In the GDR, the allocation of university places to foreigners was predominantly decided on the basis of foreign policy directives from the Central Committee of the SED.

Foreigners studying in the GDR served primarily prestige purposes. Students from mainly socialist countries such as Vietnam, Korea, Mozambique, or Cuba were financed and cared for all-around from the state budget in order to convey the image of a successful state to the outside world. The number of foreign students remained relatively low at less than 1,000 until the early 1970s. Only by admitting hundreds of Vietnamese students and the recognition of the GDR under international law by numerous developing countries did the number rise sharply – to a constant level of over 12,000 in the 1980s. Special emphasis was placed on integrating foreign students into the normal study process. At the student halls of residence, the principle of mixed occupancy applied. That was intended to ensure that the international students lived in a German-speaking environment and were supported by their German fellow students. At the end of the 1970s, international students were discovered as a source of foreign exchange. Thus, students from wealthy families came to the GDR and also to Leipzig for their education. Special rules applied to them, so to speak, and they also enjoyed certain privileges such as single rooms and the accommodation of spouses at student halls of residence or “full board” based on recipes from their home cuisine.
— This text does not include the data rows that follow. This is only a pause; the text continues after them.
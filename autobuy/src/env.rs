//! Environment variable loading
//!
//! Values are read under a common prefix, parsed with `FromStr`, and fall back
//! to the supplied default when unset or unparsable.

use std::env;
use std::path::{Path, PathBuf};
use std::str::FromStr;

/// Prefix shared by every autobuy environment variable
pub const ENV_PREFIX: &str = "AUTOBUY";

/// Loads prefixed environment variables
#[derive(Debug)]
pub struct EnvLoader {
    prefix: String,
}

impl Default for EnvLoader {
    fn default() -> Self {
        Self::new(ENV_PREFIX)
    }
}

impl EnvLoader {
    /// Create a loader for `<prefix>_<SUFFIX>` variables
    pub fn new(prefix: &str) -> Self {
        Self {
            prefix: prefix.to_string(),
        }
    }

    /// Full variable name for `suffix`
    pub fn key(&self, suffix: &str) -> String {
        format!("{}_{}", self.prefix, suffix)
    }

    /// Raw value, treating an empty string as unset
    pub fn load_raw(&self, suffix: &str) -> Option<String> {
        env::var(self.key(suffix)).ok().filter(|v| !v.trim().is_empty())
    }

    /// Parsed value with default
    pub fn load_parsed<T>(&self, suffix: &str, default: T) -> T
    where
        T: FromStr,
    {
        match self.load_raw(suffix) {
            Some(raw) => match raw.trim().parse() {
                Ok(value) => value,
                Err(_) => {
                    tracing::warn!("Ignoring unparsable {}={:?}", self.key(suffix), raw);
                    default
                }
            },
            None => default,
        }
    }

    /// Boolean flag accepting `1/0`, `true/false`, `yes/no`, `on/off`
    pub fn load_bool(&self, suffix: &str, default: bool) -> bool {
        match self.load_raw(suffix).map(|v| v.trim().to_ascii_lowercase()) {
            Some(v) if matches!(v.as_str(), "1" | "true" | "yes" | "on") => true,
            Some(v) if matches!(v.as_str(), "0" | "false" | "no" | "off") => false,
            Some(v) => {
                tracing::warn!("Ignoring non-boolean {}={:?}", self.key(suffix), v);
                default
            }
            None => default,
        }
    }

    /// Path value, resolved against `base` when relative
    pub fn load_path(&self, suffix: &str, base: &Path) -> Option<PathBuf> {
        self.load_raw(suffix).map(|raw| resolve_path(base, Path::new(&raw)))
    }
}

/// Join `path` onto `base` unless it is already absolute
pub fn resolve_path(base: &Path, path: &Path) -> PathBuf {
    if path.is_absolute() {
        path.to_path_buf()
    } else {
        base.join(path)
    }
}

/// Load `<dir>/.env` into the process environment when present
///
/// Variables already set in the environment take precedence.
pub fn load_dotenv(dir: &Path) {
    let path = dir.join(".env");
    match dotenvy::from_path(&path) {
        Ok(()) => tracing::debug!("Loaded environment from {}", path.display()),
        Err(e) if e.not_found() => {}
        Err(e) => tracing::warn!("Failed to load {}: {}", path.display(), e),
    }
}

#[cfg(test)]
mod tests {
    use super::*;
    use serial_test::serial;

    #[test]
    #[serial]
    fn test_load_parsed() {
        let loader = EnvLoader::new("AUTOBUY_TEST");
        env::remove_var("AUTOBUY_TEST_NUMBER");
        assert_eq!(loader.load_parsed("NUMBER", 7u64), 7);

        env::set_var("AUTOBUY_TEST_NUMBER", " 12000 ");
        assert_eq!(loader.load_parsed("NUMBER", 7u64), 12000);

        env::set_var("AUTOBUY_TEST_NUMBER", "lots");
        assert_eq!(loader.load_parsed("NUMBER", 7u64), 7);

        env::remove_var("AUTOBUY_TEST_NUMBER");
    }

    #[test]
    #[serial]
    fn test_empty_value_is_unset() {
        let loader = EnvLoader::new("AUTOBUY_TEST");
        env::set_var("AUTOBUY_TEST_EMPTY", "");
        assert_eq!(loader.load_raw("EMPTY"), None);
        env::remove_var("AUTOBUY_TEST_EMPTY");
    }

    #[test]
    #[serial]
    fn test_load_bool() {
        let loader = EnvLoader::new("AUTOBUY_TEST");
        for (raw, expected) in [("1", true), ("YES", true), ("off", false), ("false", false)] {
            env::set_var("AUTOBUY_TEST_FLAG", raw);
            assert_eq!(loader.load_bool("FLAG", !expected), expected, "value {raw}");
        }
        env::set_var("AUTOBUY_TEST_FLAG", "maybe");
        assert!(loader.load_bool("FLAG", true));
        env::remove_var("AUTOBUY_TEST_FLAG");
    }

    #[test]
    #[serial]
    fn test_load_path_resolves_relative() {
        let loader = EnvLoader::new("AUTOBUY_TEST");
        let base = Path::new("/opt/autobuy");

        env::set_var("AUTOBUY_TEST_DIR", "logs");
        assert_eq!(
            loader.load_path("DIR", base),
            Some(PathBuf::from("/opt/autobuy/logs"))
        );

        env::set_var("AUTOBUY_TEST_DIR", "/var/log/autobuy");
        assert_eq!(
            loader.load_path("DIR", base),
            Some(PathBuf::from("/var/log/autobuy"))
        );

        env::remove_var("AUTOBUY_TEST_DIR");
        assert_eq!(loader.load_path("DIR", base), None);
    }

    #[test]
    #[serial]
    fn test_load_dotenv_does_not_override() {
        let temp = tempfile::TempDir::new().unwrap();
        std::fs::write(
            temp.path().join(".env"),
            "AUTOBUY_TEST_DOTENV_NEW=from-file\nAUTOBUY_TEST_DOTENV_SET=from-file\n",
        )
        .unwrap();
        env::remove_var("AUTOBUY_TEST_DOTENV_NEW");
        env::set_var("AUTOBUY_TEST_DOTENV_SET", "from-env");

        load_dotenv(temp.path());

        assert_eq!(env::var("AUTOBUY_TEST_DOTENV_NEW").unwrap(), "from-file");
        assert_eq!(env::var("AUTOBUY_TEST_DOTENV_SET").unwrap(), "from-env");

        env::remove_var("AUTOBUY_TEST_DOTENV_NEW");
        env::remove_var("AUTOBUY_TEST_DOTENV_SET");
    }

    #[test]
    fn test_missing_dotenv_is_ignored() {
        let temp = tempfile::TempDir::new().unwrap();
        load_dotenv(temp.path());
    }
}
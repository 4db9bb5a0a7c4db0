//! Test utilities for exercising the orchestrator without launching agents
//!
//! [`ScriptedRunner`] replays queued outcomes per step name and records every
//! step it is asked to run, in order.
//!
//! ```
//! use autobuy::test_utils::ScriptedRunner;
//!
//! let runner = ScriptedRunner::new()
//!     .succeed("balance", "Available Amount: 9,000 won")
//!     .fail("charge", 1, "keypad not recognised");
//! assert!(runner.invoked_names().is_empty());
//! ```

use crate::step::{Step, StepOutcome, StepRunner};
use async_trait::async_trait;
use std::collections::{HashMap, VecDeque};
use std::sync::Mutex;

/// A [`StepRunner`] that returns canned outcomes
///
/// Steps without a queued outcome succeed with empty output.
#[derive(Debug, Default)]
pub struct ScriptedRunner {
    outcomes: Mutex<HashMap<String, VecDeque<StepOutcome>>>,
    invocations: Mutex<Vec<Step>>,
}

impl ScriptedRunner {
    /// Create a runner with nothing queued
    pub fn new() -> Self {
        Self::default()
    }

    /// Queue a successful outcome for `step`
    pub fn succeed(self, step: &str, captured_text: &str) -> Self {
        self.queue(
            step,
            StepOutcome::Success {
                captured_text: captured_text.to_string(),
            },
        )
    }

    /// Queue a failed outcome for `step`
    pub fn fail(self, step: &str, exit_code: i32, captured_text: &str) -> Self {
        self.queue(
            step,
            StepOutcome::Failure {
                exit_code,
                captured_text: captured_text.to_string(),
            },
        )
    }

    fn queue(self, step: &str, outcome: StepOutcome) -> Self {
        self.outcomes
            .lock()
            .unwrap()
            .entry(step.to_string())
            .or_default()
            .push_back(outcome);
        self
    }

    /// Every step run so far, in order
    pub fn invocations(&self) -> Vec<Step> {
        self.invocations.lock().unwrap().clone()
    }

    /// Names of every step run so far, in order
    pub fn invoked_names(&self) -> Vec<String> {
        self.invocations()
            .into_iter()
            .map(|step| step.name)
            .collect()
    }

    /// How many times `step` ran
    pub fn count(&self, step: &str) -> usize {
        self.invocations
            .lock()
            .unwrap()
            .iter()
            .filter(|s| s.name == step)
            .count()
    }
}

#[async_trait]
impl StepRunner for ScriptedRunner {
    async fn run(&self, step: &Step) -> StepOutcome {
        self.invocations.lock().unwrap().push(step.clone());
        self.outcomes
            .lock()
            .unwrap()
            .get_mut(&step.name)
            .and_then(VecDeque::pop_front)
            .unwrap_or(StepOutcome::Success {
                captured_text: String::new(),
            })
    }
}
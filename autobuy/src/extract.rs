//! Amount extraction from free-form step output
//!
//! The balance agent prints human-oriented log lines rather than a structured
//! result, so the amount is recovered by pattern. All recognised forms are
//! scanned together and the one that starts rightmost wins, which favours
//! final summary lines over intermediate values.

use once_cell::sync::Lazy;
use regex::Regex;

/// Marker an agent can print to report its result unambiguously
pub const AMOUNT_MARKER: &str = "AUTOBUY_AMOUNT=";

/// Digits optionally grouped by commas in threes
const DIGITS: &str = r"\d{1,3}(?:,\d{3})+|\d+";

static AMOUNT_PATTERN: Lazy<Regex> = Lazy::new(|| {
    // Each alternative captures its digits in its own group
    let pattern = format!(
        r"(?i)AUTOBUY_AMOUNT=(\d+)|₩\s*({DIGITS})|({DIGITS})\s*(?:원|won\b|krw\b)"
    );
    Regex::new(&pattern).expect("amount pattern is a valid regex")
});

/// Extract the rightmost currency amount from `text`
///
/// Returns `None` when no amount is present, or when the rightmost match does
/// not fit in a `u64`. An earlier match is never used as a fallback.
pub fn extract_amount(text: &str) -> Option<u64> {
    let captures = AMOUNT_PATTERN.captures_iter(text).last()?;
    let digits = (1..=3).find_map(|group| captures.get(group))?.as_str();
    parse_grouped(digits)
}

fn parse_grouped(digits: &str) -> Option<u64> {
    let plain: String = digits.chars().filter(|c| *c != ',').collect();
    if plain.is_empty() {
        return None;
    }
    plain.parse().ok()
}

#[cfg(test)]
mod tests {
    use super::*;

    #[test]
    fn test_last_match_wins() {
        let text = "Deposit Balance: 12,500원\nsome noise\nAvailable Amount: 9,000원\n";
        assert_eq!(extract_amount(text), Some(9000));
    }

    #[test]
    fn test_balance_agent_output() {
        let text = "Navigating to My Page...\n\
                    Current URL: https://m.example.test/mypage/home\n \
                    -> Found deposit balance: '15,000' (via #navTotalAmt)\n\
                    Deposit Balance: 15,000 won\n\
                    Available Amount: 15,000 won\n";
        assert_eq!(extract_amount(text), Some(15000));
    }

    #[test]
    fn test_no_marked_amount_is_absent() {
        assert_eq!(extract_amount(""), None);
        assert_eq!(extract_amount("Waiting for balance elements... 3 retries"), None);
        assert_eq!(extract_amount("Current URL: https://example.test/page/12500"), None);
    }

    #[test]
    fn test_marker_variants() {
        assert_eq!(extract_amount("balance 5000 KRW"), Some(5000));
        assert_eq!(extract_amount("balance 5000krw."), Some(5000));
        assert_eq!(extract_amount("Auto mode: 5 game(s) (₩5,000)"), Some(5000));
        assert_eq!(extract_amount("잔액 20,000 원"), Some(20000));
        assert_eq!(extract_amount("result AUTOBUY_AMOUNT=31000\n"), Some(31000));
    }

    #[test]
    fn test_structured_marker_competes_by_position() {
        let text = "AUTOBUY_AMOUNT=1000\nAvailable Amount: 2,000 won";
        assert_eq!(extract_amount(text), Some(2000));

        let text = "Available Amount: 2,000 won\nAUTOBUY_AMOUNT=1000";
        assert_eq!(extract_amount(text), Some(1000));
    }

    #[test]
    fn test_marker_must_be_a_whole_word() {
        assert_eq!(extract_amount("3 wonders of the world"), None);
    }

    #[test]
    fn test_overflow_of_rightmost_match_is_absent() {
        let text = "Deposit Balance: 100원\nAvailable: 99999999999999999999999원";
        assert_eq!(extract_amount(text), None);
    }

    #[test]
    fn test_zero_is_a_usable_amount() {
        assert_eq!(extract_amount("Available Amount: 0 won"), Some(0));
    }

    #[test]
    fn test_extraction_is_idempotent() {
        let text = "Deposit Balance: 12,500원\nAvailable Amount: 9,000원";
        assert_eq!(extract_amount(text), extract_amount(text));
    }

    #[test]
    fn test_parse_grouped() {
        assert_eq!(parse_grouped("1,234,567"), Some(1_234_567));
        assert_eq!(parse_grouped(","), None);
        assert_eq!(parse_grouped(""), None);
    }
}
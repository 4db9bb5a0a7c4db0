//! Exit code constants for CLI commands
//!
//! The `run` command reports how the workflow ended:
//! - 0: Every enabled purchase succeeded
//! - 1: A step failed
//! - 2: Invalid configuration or flags (clap uses the same code for usage errors)
//! - 3: The balance could not be read
//! - 4: The audit log could not be written
//!
//! The `doctor` command reports 0, [`EXIT_WARNING`] or [`EXIT_ERROR`].

pub use autobuy::error::{
    EXIT_CONFIG_ERROR, EXIT_EXTRACTION_FAILURE, EXIT_IO_ERROR, EXIT_STEP_FAILURE, EXIT_SUCCESS,
};

/// Warnings found by `doctor`
pub const EXIT_WARNING: i32 = 1;

/// Errors found by `doctor`
pub const EXIT_ERROR: i32 = 2;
Nowadays, the share of international students at Leipzig's universities is 12 percent (in the winter semester 2019/20). The share of international students living at student halls of residence is almost 37 percent. Of the more than 80 nationalities represented in the halls of residence, the majority of students come from China (13 percent), Syria (7percent), and Russia (6 percent). Studentenwerk Leipzig offers special counseling services as well as a variety of informational and recreational events that make it easier to arrive and live in Leipzig, so that international students can fully concentrate on their studies. The target group is addressed in terms of holistic support in the important areas of housing, student restaurants, financing, and counseling. The cross-sectional coordination of international affairs was established in the social services department in order to organize not only cross-departmental work but also professional networking with the universities and other institutions in Leipzig.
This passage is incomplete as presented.